Our goals
- the understanding of the impact of donors’ characteristics, collection, processes and storage on blood products at molecular and cellular levels,
- the development of new tools to study lesions and to base our research on innovative and modern strategies (omics science, system biology, new instruments),
- the technology transfer to other services such as production or quality control,
- the communication to physicians and blood bankers on potential lesions and their impact.
Projects
The Blood Products Research Laboratory is mainly working on the biochemistry and biology of blood cells in the context of transfusion medicine. The two major topics are the platelets and the red blood cells. A few projects are cited here.
Contact
BioCAP: Biotin-labelled platelets for in vitro and in vivo characterization of platelet functions: cold storage and aging of platelet concentrates
The aim of BioCAP is to provide new tools to better characterize platelet function both in vitro and in vivo and to address the question of in vivo platelet life span and functionality according to different pre-transfusion storage conditions and platelet aging. This is an ambitious research project to improve the transfusion of platelets. The long-term objective is to lay the ground for successfully carry out clinical trials with transfusion of heterologous biotin-labelled platelet concentrates.

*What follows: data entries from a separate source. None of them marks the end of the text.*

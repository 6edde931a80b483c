//! Error types for symbol resolution and member access
//!
//! Every variant is absorbed at the accessor boundary (`get`, `set`,
//! `invoke`, `new_instance`) and only surfaces through the `try_*` forms.

use std::fmt;

use veneer_sdk::HostError;

/// Result type for reflection operations
pub type ReflectResult<T> = Result<T, ReflectError>;

/// What kind of symbol a lookup was for
#[derive(Debug, Clone, Copy, PartialEq, Eq)]
pub enum SymbolKind {
    /// A type
    Type,
    /// A field
    Field,
    /// A method
    Method,
    /// A constructor
    Constructor,
}

impl fmt::Display for SymbolKind {
    fn fmt(&self, f: &mut fmt::Formatter<'_>) -> fmt::Result {
        f.write_str(match self {
            SymbolKind::Type => "type",
            SymbolKind::Field => "field",
            SymbolKind::Method => "method",
            SymbolKind::Constructor => "constructor",
        })
    }
}

/// Reflection errors
#[derive(Debug, Clone, PartialEq, thiserror::Error)]
pub enum ReflectError {
    /// The symbol does not exist in the live type universe
    #[error("{kind} not found: {name}")]
    NotFound {
        /// Kind of symbol
        kind: SymbolKind,
        /// Name or description used for the lookup
        name: String,
    },

    /// The symbol exists but has an incompatible shape
    #[error("Type mismatch for {name}: expected {expected}, found {found}")]
    TypeMismatch {
        /// Symbol being accessed
        name: String,
        /// What the caller expected
        expected: String,
        /// What the host reported
        found: String,
    },

    /// A readonly field was written before immutability was removed
    #[error("Field '{field}' is readonly; call remove_immutability first")]
    ImmutabilityViolation {
        /// Field name
        field: String,
    },

    /// The privileged memory capability is unavailable
    #[error("Privileged memory access unavailable: {0}")]
    UnsupportedPlatform(String),

    /// The host version token is required but could not be determined
    #[error("Cannot determine host version from root type '{0}'")]
    UnknownVersion(String),

    /// A locator names a namespace missing from the configuration
    #[error("Unknown namespace: {0}")]
    UnknownNamespace(String),

    /// The host reported a failure
    #[error(transparent)]
    Host(#[from] HostError),
}

impl ReflectError {
    /// Shorthand for a `NotFound` error
    pub fn not_found(kind: SymbolKind, name: impl Into<String>) -> Self {
        ReflectError::NotFound {
            kind,
            name: name.into(),
        }
    }

    /// Whether this error means "the symbol is absent" rather than a fault
    pub fn is_absence(&self) -> bool {
        matches!(
            self,
            ReflectError::NotFound { .. }
                | ReflectError::TypeMismatch { .. }
                | ReflectError::UnknownVersion(_)
                | ReflectError::UnknownNamespace(_)
        )
    }
}
//! Metadata and data providers.
//!
//! [`SnapshotSource`] replays a JSON snapshot. With the `odbc` feature,
//! [`OdbcSource`] reads a live database through an ODBC driver.

#[cfg(feature = "odbc")]
mod odbc;
mod snapshot;

#[cfg(feature = "odbc")]
pub use odbc::{provider_type_code, OdbcSource};
pub use snapshot::{CollectionSnapshot, Snapshot, SnapshotSource, TableData};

This work is done in collaboration with CHUV.
PhosphoRBC: Red blood cell aging and protein phosphorylation
In the context of transfusion medicine, red blood cells exhibit some modifications during the storage, the so-called storage lesions, that alter the cell functions. Protein phosphorylation is one of these alterations. This post-translational modification regulates enzymatic activity, modulates protein-protein interactions and influences cytoskeleton and membrane proteins links. This project has the objective of deeply investigating the role of phosphorylation mechanisms in human stored red blood cells using the approaches that have been put in place in our laboratory.
In vitro transfusion model
The model of in vitro transfusion enables to study the effect of donors and red blood cell aging in presence of plasma and simulate the transfusion. As a first approach, the model was developed with healthy red blood cells, which enables to characterize the effects of storage. It has been also applied to evaluate the effect of donors’ sex in simulations of transfusion. The current aim of this project is to further investigate the behaviour of red blood cells in different pathophysiological conditions.
The current phase of this work is done in collaboration with CHUV.
Hemochromatosis and blood donation
Iron overload in hereditary hemochromatosis is treated by phlebotomy. It is unclear, if individuals with hyperferritinemia due to hereditary hemochromatosis or to secondary causes are suitable as blood donors. The study investigates haemolysis and several other quality parameters of red blood cell concentrates prepared from whole blood given by patients with hemochromatosis.
This work is done in a collaboration with our medicine and blood collection departments and the Regional Blood Transfusion Service in Basel.